United States District Court, D. Arizona

March 11, 2019

Thayer Crane Lindauer, Plaintiff,
Del E Webb Hospital, et al., Defendants.


          honorable Susan M. Brnovich United States District Judge

         Five motions are at issue in this order: (1) Plaintiff's Motion for a Preliminary Injunction (Doc. 9); (2) Defendant Robbins's Motion to Dismiss for Lack of Jurisdiction (Doc. 17); (3) Defendant Robbins's Motion for Judicial Notice Re: Exhibits 2-11 attached to her motion to dismiss (Doc. 18); (4) Defendants Cummings, Decker, and France's Motion to Dismiss for lack of Jurisdiction (Doc. 31); and (5) Defendants Cummings, Decker, and France's Motion for Judicial Notice Re: Exhibits 2-4 of their motion to dismiss (Doc. 32). Plaintiff responded to both motions to dismiss (Doc. 41), to which the remaining defendants jointly replied (Doc. 49). All defendants other than Cummings, Decker, France, and Robbins have been terminated. (Docs. 12, 27, and 57).

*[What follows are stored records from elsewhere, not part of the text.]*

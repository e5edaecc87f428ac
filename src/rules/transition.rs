//! Status transition graphs.
//!
//! Each lifecycle status enum exposes a static table of permitted targets.
//! Moving to the current status is always allowed and is a no-op for the
//! aggregate; a status with no permitted targets is terminal.

use super::{EntityKind, RuleViolation};

/// A status enum governed by a fixed transition graph.
pub trait LifecycleStatus: Copy + Eq + 'static {
    /// Aggregate kind reported in transition errors.
    const ENTITY: EntityKind;

    /// Returns the statuses reachable from `self` in one step, excluding
    /// `self`.
    fn allowed_targets(self) -> &'static [Self];

    /// Returns the storage name used in error messages.
    fn label(self) -> &'static str;

    /// Returns `true` when moving from `self` to `target` is permitted.
    fn can_transition_to(self, target: Self) -> bool {
        self == target || self.allowed_targets().contains(&target)
    }

    /// Returns `true` when no other status is reachable.
    fn is_terminal(self) -> bool {
        self.allowed_targets().is_empty()
    }
}

/// Checks a proposed status change against the entity's transition graph.
///
/// # Errors
///
/// Returns [`RuleViolation::InvalidTransition`] naming both statuses when the
/// move is not permitted.
pub fn ensure_transition<S: LifecycleStatus>(from: S, to: S) -> Result<(), RuleViolation> {
    if from.can_transition_to(to) {
        return Ok(());
    }
    Err(RuleViolation::InvalidTransition {
        entity: S::ENTITY,
        from: from.label(),
        to: to.label(),
    })
}
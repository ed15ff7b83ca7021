use std::str::FromStr;

use tokio::io::{self, AsyncBufReadExt, AsyncWriteExt, BufReader};

use crate::board::TileId;
use crate::error::RulesError;
use crate::game::{Conclusion, State};
use crate::offline::OfflineMatch;

/// Plays one offline game on stdin/stdout. Returns `None` if stdin closed
/// before the game finished.
pub async fn play(offline: &mut OfflineMatch) -> anyhow::Result<Option<Conclusion>> {
    let human = offline.config().human;
    let mut lines = BufReader::new(io::stdin()).lines();
    let mut stdout = io::stdout();

    offline.start().await;
    let conclusion = 'done: loop {
        if let Some(position) = offline.computer_move().await {
            println!("computer marks {}", tile_name(position));
        }

        let game = offline.snapshot().await;
        println!("\n{}\n", game.board());

        match game.state() {
            State::Concluded(conclusion) => break 'done conclusion,
            State::Playing(turn) if turn != human => {
                offline.resume().await;
                continue;
            }
            State::Playing(_) => {}
        }

        let tile = loop {
            stdout.write_all(format!("{human}'s turn: ").as_bytes()).await?;
            stdout.flush().await?;
            let Some(input) = lines.next_line().await? else {
                return Ok(None);
            };
            match TileId::from_str(input.trim()) {
                Ok(tile) => break tile,
                Err(()) => println!("Invalid input! Try again."),
            }
        };

        match offline.play(tile.index()).await {
            Ok(_) => {}
            Err(RulesError::InvalidMove(_)) => {
                println!("Invalid tile! Tile already marked. Try again.")
            }
            Err(e @ RulesError::NotYourTurn(_)) => println!("{e}"),
            Err(RulesError::GameOver) => {}
        }
    };

    match conclusion {
        Conclusion::Win { player, .. } if player == human => println!("You won!"),
        Conclusion::Win { player, .. } => println!("{player} won!"),
        Conclusion::Draw => println!("Draw."),
    };
    Ok(Some(conclusion))
}

fn tile_name(position: usize) -> String {
    TileId::new(position).map_or_else(|| position.to_string(), |tile| tile.to_string())
}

         As a preliminary matter, the Court will grant Defendants' motions for judicial notice (Docs. 18 and 32). Plaintiff has not filed an objection to either motion and attaches many of the same documents to his pleadings. Additionally, the Court can take judicial notice of court documents. Harris v. Cnty. Of Orange, 682 F.3d 1126, 1132 (9th Cir. 2012) (“We may take judicial notice of undisputed matters of public record, including documents on file in federal or state courts.”) (internal citation omitted). This constitutes Exhibits 1-6 of the Robbins Declaration (Exhibit 2 of Doc. 17) and Exhibits 3-11 of Defendant Robbins's Motion to Dismiss (Doc. 17). The Court can also consider the declarations attached to the motions. McCarthy v. U.S., 850 F.2d 558, 560 (9th Cir. 1988) (“[W]hen considering a motion to dismiss pursuant to Rule 12(b)(1) the district court is not restricted to the face of the pleadings, but may review any evidence such as affidavits and testimony, to resolve factual disputes concerning the existence of jurisdiction.”). The declarations of Defendants are found in Exhibit 2 of Doc. 17 (the “Robbins Declaration”) and Exhibits 2-4 of Doc. 31.

         I. Background

         Plaintiff is in guardianship proceedings in the Probate Court of the Maricopa County Superior Court. (Doc. 5, First Amended Complaint “FAC” ¶ 1). On May 17, 2016, Plaintiff's daughter filed a motion for an emergency appointment as his temporary guardian pursuant to Title 14 of the Arizona Revised Statutes. (Doc. 17, Exhibit 3). The Superior Court granted it on the same day. (Doc. 17, Exhibit 4). At a May 27, 2016, hearing, where Plaintiff was represented by court-appointed counsel, the Superior Court extended the temporary guardianship through August 29, 2016. (Doc. 17, Exhibit 5). On July 13, 2016, Plaintiff's daughter filed for a permanent appointment as his guardian. (Doc. 17, Exhibit 6). In granting the petition, the Superior Court found the “Petitioner has given Notice of Hearing as required by law.” (Doc. 17, Exhibit 8).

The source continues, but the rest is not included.